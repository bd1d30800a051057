//! Agents: pluggable strategies that judge a task's local readiness.
//!
//! A task consults its agents in insertion order on every re-evaluation
//! and combines their verdicts (weakest wins by default). Agents see the
//! task through an [`AgentContext`] and never touch other tasks directly.

pub mod builtin;
pub mod domain;
pub mod registry;
pub mod submit;

use std::any::Any;

use crossbeam_channel::Sender;
use serde::{Deserialize, Serialize};
use serde_json::json;
use thiserror::Error;

use crate::collab::{CompletionSink, OperationOutcome, OperationRequest, Services};
use crate::core::{
    AdaptorId, Generation, LocalVerdict, Port, PortData, PortDirection, PortSpec, State, TaskId,
};
use crate::engine::queue::Request;

pub use builtin::{AlwaysAgent, PortDataAgent, UpstreamAgent};
pub use domain::{AttributeAgent, ResourceAgent};
pub use registry::{AgentConstructor, Factory, TransformConstructor};
pub use submit::{SubmitAgent, SubmitStatus};

#[derive(Error, Debug, Clone, PartialEq, Eq)]
pub enum AgentError {
    #[error("no {0} collaborator configured")]
    MissingCollaborator(&'static str),

    #[error("port '{0}' not available")]
    MissingPort(String),

    #[error("query failed: {0}")]
    Query(String),

    #[error("submission failed: {0}")]
    Submission(String),

    #[error("{0}")]
    Failed(String),
}

/// Serializable description of an agent: its registered kind plus config.
#[derive(Debug, Clone, PartialEq, Serialize, Deserialize)]
pub struct AgentSpec {
    pub kind: String,
    #[serde(default)]
    pub config: serde_json::Value,
}

impl AgentSpec {
    pub fn new(kind: impl Into<String>, config: serde_json::Value) -> Self {
        Self {
            kind: kind.into(),
            config,
        }
    }

    pub fn always(verdict: LocalVerdict) -> Self {
        Self::new(AlwaysAgent::KIND, json!({ "verdict": verdict }))
    }

    pub fn always_completable() -> Self {
        Self::always(LocalVerdict::Completable)
    }

    pub fn port_data(port: &str) -> Self {
        Self::new(PortDataAgent::KIND, json!({ "port": port }))
    }

    pub fn upstream() -> Self {
        Self::new(UpstreamAgent::KIND, serde_json::Value::Null)
    }

    pub fn attributes(role: &str) -> Self {
        Self::new(AttributeAgent::KIND, json!({ "role": role }))
    }

    pub fn resources(kind: &str, min: usize) -> Self {
        Self::new(ResourceAgent::KIND, json!({ "kind": kind, "min": min }))
    }

    pub fn submit(operation: &str, parameters: serde_json::Value) -> Self {
        Self::new(
            SubmitAgent::KIND,
            json!({ "operation": operation, "parameters": parameters }),
        )
    }
}

/// An incoming adaptor as seen from the target task.
#[derive(Debug, Clone, PartialEq, Eq)]
pub struct UpstreamLink {
    pub adaptor: AdaptorId,
    /// Input port on this task.
    pub port: String,
    pub task: TaskId,
    pub state: State,
    pub enabled: bool,
}

pub trait Agent: Send + std::fmt::Debug {
    /// Registered kind name used to rebuild the agent from its config.
    fn kind(&self) -> &str;

    /// Configuration snapshot, including any outcome that must survive
    /// export and import.
    fn config(&self) -> serde_json::Value;

    /// Ports the agent needs on its task. Missing ones are declared when
    /// the agent is attached.
    fn ports(&self) -> Vec<PortSpec> {
        Vec::new()
    }

    fn evaluate(&mut self, ctx: &mut AgentContext<'_>) -> Result<LocalVerdict, AgentError>;

    /// Accept the outcome of an operation this agent submitted. Returns
    /// false if `generation` is not the one the agent is waiting on.
    fn on_completion(&mut self, _generation: Generation, _outcome: &OperationOutcome) -> bool {
        false
    }

    /// Evaluation state to put back if the wave that changed it fails.
    /// Agents whose evaluation changes nothing return `None`.
    fn checkpoint(&self) -> Option<Box<dyn Any + Send>> {
        None
    }

    fn restore(&mut self, _checkpoint: Box<dyn Any + Send>) {}

    /// Forget any progress; called by an explicit task reset.
    fn reset(&mut self) {}

    /// The owning task is being destroyed.
    fn detach(&mut self) {}

    /// Reason reported by a failed external operation.
    fn failure(&self) -> Option<&str> {
        None
    }

    fn spec(&self) -> AgentSpec {
        AgentSpec::new(self.kind(), self.config())
    }
}

/// The view of its task an agent gets during evaluation.
pub struct AgentContext<'a> {
    pub(crate) task: TaskId,
    pub(crate) task_name: &'a str,
    pub(crate) agent_index: usize,
    pub(crate) ports: &'a mut [Port],
    pub(crate) upstream: &'a [UpstreamLink],
    pub(crate) services: &'a Services,
    pub(crate) queue: &'a Sender<Request>,
    pub(crate) next_generation: &'a mut u64,
    pub(crate) submissions: Vec<(Generation, usize)>,
    pub(crate) outputs_changed: Vec<String>,
}

impl<'a> AgentContext<'a> {
    pub fn task(&self) -> TaskId {
        self.task
    }

    pub fn task_name(&self) -> &str {
        self.task_name
    }

    pub fn port(&self, name: &str) -> Option<&Port> {
        self.ports.iter().find(|p| p.name() == name)
    }

    /// Data currently held by the named port.
    pub fn data(&self, name: &str) -> Option<&PortData> {
        self.port(name).and_then(|p| p.data())
    }

    pub fn upstream(&self) -> &[UpstreamLink] {
        self.upstream
    }

    pub fn services(&self) -> &Services {
        self.services
    }

    /// Write into one of the task's output ports. Returns whether the
    /// payload changed; a change fires the port's adaptors.
    pub fn write_output(&mut self, name: &str, data: Option<PortData>) -> Result<bool, AgentError> {
        let port = self
            .ports
            .iter_mut()
            .find(|p| p.name() == name && p.direction() == PortDirection::Output)
            .ok_or_else(|| AgentError::MissingPort(name.to_string()))?;
        let changed = port.write(data);
        if changed && !self.outputs_changed.iter().any(|p| p == name) {
            self.outputs_changed.push(name.to_string());
        }
        Ok(changed)
    }

    /// Hand `request` to the operation executor without blocking.
    pub fn submit(&mut self, request: OperationRequest) -> Result<Generation, AgentError> {
        let executor = self
            .services
            .operations
            .clone()
            .ok_or(AgentError::MissingCollaborator("operation executor"))?;
        *self.next_generation += 1;
        let generation = Generation(*self.next_generation);
        let sink = CompletionSink::new(self.queue.clone(), self.task, generation);
        executor
            .submit(request, sink)
            .map_err(AgentError::Submission)?;
        self.submissions.push((generation, self.agent_index));
        Ok(generation)
    }
}
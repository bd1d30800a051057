//! Interfaces of the engine's external collaborators.
//!
//! Agents consult attribute and resource collaborators as read-only
//! queries and hand long-running work to an operation executor. The
//! executor reports back through a [`CompletionSink`], which posts onto the
//! manager's propagation queue from whatever thread the work finished on.

pub mod memory;
pub mod tokio_executor;

use crossbeam_channel::Sender;
use serde::{Deserialize, Serialize};
use std::sync::Arc;

use crate::core::{Generation, PortData, TaskId};
use crate::engine::queue::Request;

pub use memory::{ManualExecutor, PendingSubmission, StaticAttributes, StaticResources};
pub use tokio_executor::{OperationFn, TokioExecutor};

/// How complete an attribute set is for a role.
#[derive(Debug, Clone, Copy, PartialEq, Eq, Serialize, Deserialize)]
#[serde(rename_all = "snake_case")]
pub enum Completeness {
    /// Nothing to check yet (no subject objects for the role).
    Missing,
    Partial,
    Complete,
}

pub trait AttributeQuery: Send + Sync {
    /// Is the attribute set for `role` complete, optionally restricted to
    /// the objects carried by `subject`?
    fn completeness(
        &self,
        role: &str,
        subject: Option<&PortData>,
    ) -> std::result::Result<Completeness, String>;
}

pub trait ResourceQuery: Send + Sync {
    /// Number of attached resources of `kind`.
    fn resource_count(&self, kind: &str) -> std::result::Result<usize, String>;
}

#[derive(Debug, Clone, Serialize, Deserialize)]
pub struct OperationRequest {
    pub operation: String,
    pub parameters: serde_json::Value,
    /// Input payload, when the submitting agent reads one.
    pub input: Option<PortData>,
}

/// Executor-side handle of a submission.
#[derive(Debug, Clone, PartialEq, Eq, Hash, Serialize, Deserialize)]
pub struct OperationHandle(pub String);

#[derive(Debug, Clone, PartialEq, Serialize, Deserialize)]
#[serde(rename_all = "snake_case", tag = "status", content = "payload")]
pub enum OperationOutcome {
    Succeeded(serde_json::Value),
    Failed(String),
}

pub trait OperationExecutor: Send + Sync {
    /// Start `request` without blocking; deliver its outcome through `sink`.
    fn submit(
        &self,
        request: OperationRequest,
        sink: CompletionSink,
    ) -> std::result::Result<OperationHandle, String>;
}

/// One-shot callback that routes an operation outcome back to its task.
#[derive(Debug)]
pub struct CompletionSink {
    tx: Sender<Request>,
    task: TaskId,
    generation: Generation,
}

impl CompletionSink {
    pub(crate) fn new(tx: Sender<Request>, task: TaskId, generation: Generation) -> Self {
        Self {
            tx,
            task,
            generation,
        }
    }

    pub fn task(&self) -> TaskId {
        self.task
    }

    pub fn generation(&self) -> Generation {
        self.generation
    }

    /// Post the outcome. Safe to call from any thread; returns false if
    /// the manager is gone.
    pub fn deliver(self, outcome: OperationOutcome) -> bool {
        self.tx
            .send(Request::Completion {
                task: self.task,
                generation: self.generation,
                outcome,
            })
            .is_ok()
    }
}

/// Collaborators available to agents.
#[derive(Clone, Default)]
pub struct Services {
    pub attributes: Option<Arc<dyn AttributeQuery>>,
    pub resources: Option<Arc<dyn ResourceQuery>>,
    pub operations: Option<Arc<dyn OperationExecutor>>,
}

impl Services {
    pub fn new() -> Self {
        Self::default()
    }

    pub fn with_attributes(mut self, q: Arc<dyn AttributeQuery>) -> Self {
        self.attributes = Some(q);
        self
    }

    pub fn with_resources(mut self, q: Arc<dyn ResourceQuery>) -> Self {
        self.resources = Some(q);
        self
    }

    pub fn with_operations(mut self, e: Arc<dyn OperationExecutor>) -> Self {
        self.operations = Some(e);
        self
    }
}

impl std::fmt::Debug for Services {
    fn fmt(&self, f: &mut std::fmt::Formatter<'_>) -> std::fmt::Result {
        f.debug_struct("Services")
            .field("attributes", &self.attributes.is_some())
            .field("resources", &self.resources.is_some())
            .field("operations", &self.operations.is_some())
            .finish()
    }
}
//! Structural agents that need no external collaborator.

use serde::{Deserialize, Serialize};
use serde_json::json;

use super::{Agent, AgentContext, AgentError};
use crate::core::{LocalVerdict, PortSpec, State};

fn default_verdict() -> LocalVerdict {
    LocalVerdict::Completable
}

/// Reports a fixed verdict. The pass-through / always-ready agent.
#[derive(Debug, Clone, Serialize, Deserialize)]
pub struct AlwaysAgent {
    #[serde(default = "default_verdict")]
    pub verdict: LocalVerdict,
}

impl AlwaysAgent {
    pub const KIND: &'static str = "always";

    pub fn new(verdict: LocalVerdict) -> Self {
        Self { verdict }
    }
}

impl Agent for AlwaysAgent {
    fn kind(&self) -> &str {
        Self::KIND
    }

    fn config(&self) -> serde_json::Value {
        json!({ "verdict": self.verdict })
    }

    fn evaluate(&mut self, _ctx: &mut AgentContext<'_>) -> Result<LocalVerdict, AgentError> {
        Ok(self.verdict)
    }
}

/// Unavailable until the named input port carries non-empty data.
#[derive(Debug, Clone, Serialize, Deserialize)]
pub struct PortDataAgent {
    pub port: String,
}

impl PortDataAgent {
    pub const KIND: &'static str = "port_data";
}

impl Agent for PortDataAgent {
    fn kind(&self) -> &str {
        Self::KIND
    }

    fn config(&self) -> serde_json::Value {
        json!({ "port": self.port })
    }

    fn ports(&self) -> Vec<PortSpec> {
        vec![PortSpec::input(self.port.clone())]
    }

    fn evaluate(&mut self, ctx: &mut AgentContext<'_>) -> Result<LocalVerdict, AgentError> {
        let port = ctx
            .port(&self.port)
            .ok_or_else(|| AgentError::MissingPort(self.port.clone()))?;
        if port.has_data() {
            Ok(LocalVerdict::Completable)
        } else {
            Ok(LocalVerdict::Unavailable)
        }
    }
}

/// Unavailable until every task feeding this one is completed.
///
/// Irrelevant upstream tasks and disabled adaptors do not hold it back.
#[derive(Debug, Clone, Default, Serialize, Deserialize)]
pub struct UpstreamAgent;

impl UpstreamAgent {
    pub const KIND: &'static str = "upstream";
}

impl Agent for UpstreamAgent {
    fn kind(&self) -> &str {
        Self::KIND
    }

    fn config(&self) -> serde_json::Value {
        serde_json::Value::Null
    }

    fn evaluate(&mut self, ctx: &mut AgentContext<'_>) -> Result<LocalVerdict, AgentError> {
        let satisfied = ctx
            .upstream()
            .iter()
            .filter(|l| l.enabled)
            .all(|l| matches!(l.state, State::Completed | State::Irrelevant));
        if satisfied {
            Ok(LocalVerdict::Completable)
        } else {
            Ok(LocalVerdict::Unavailable)
        }
    }
}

++++++++

What the task asks: A single figure is the whole answer: the number of lines in the listing that contain the word "parameters".

Finished exercise: 3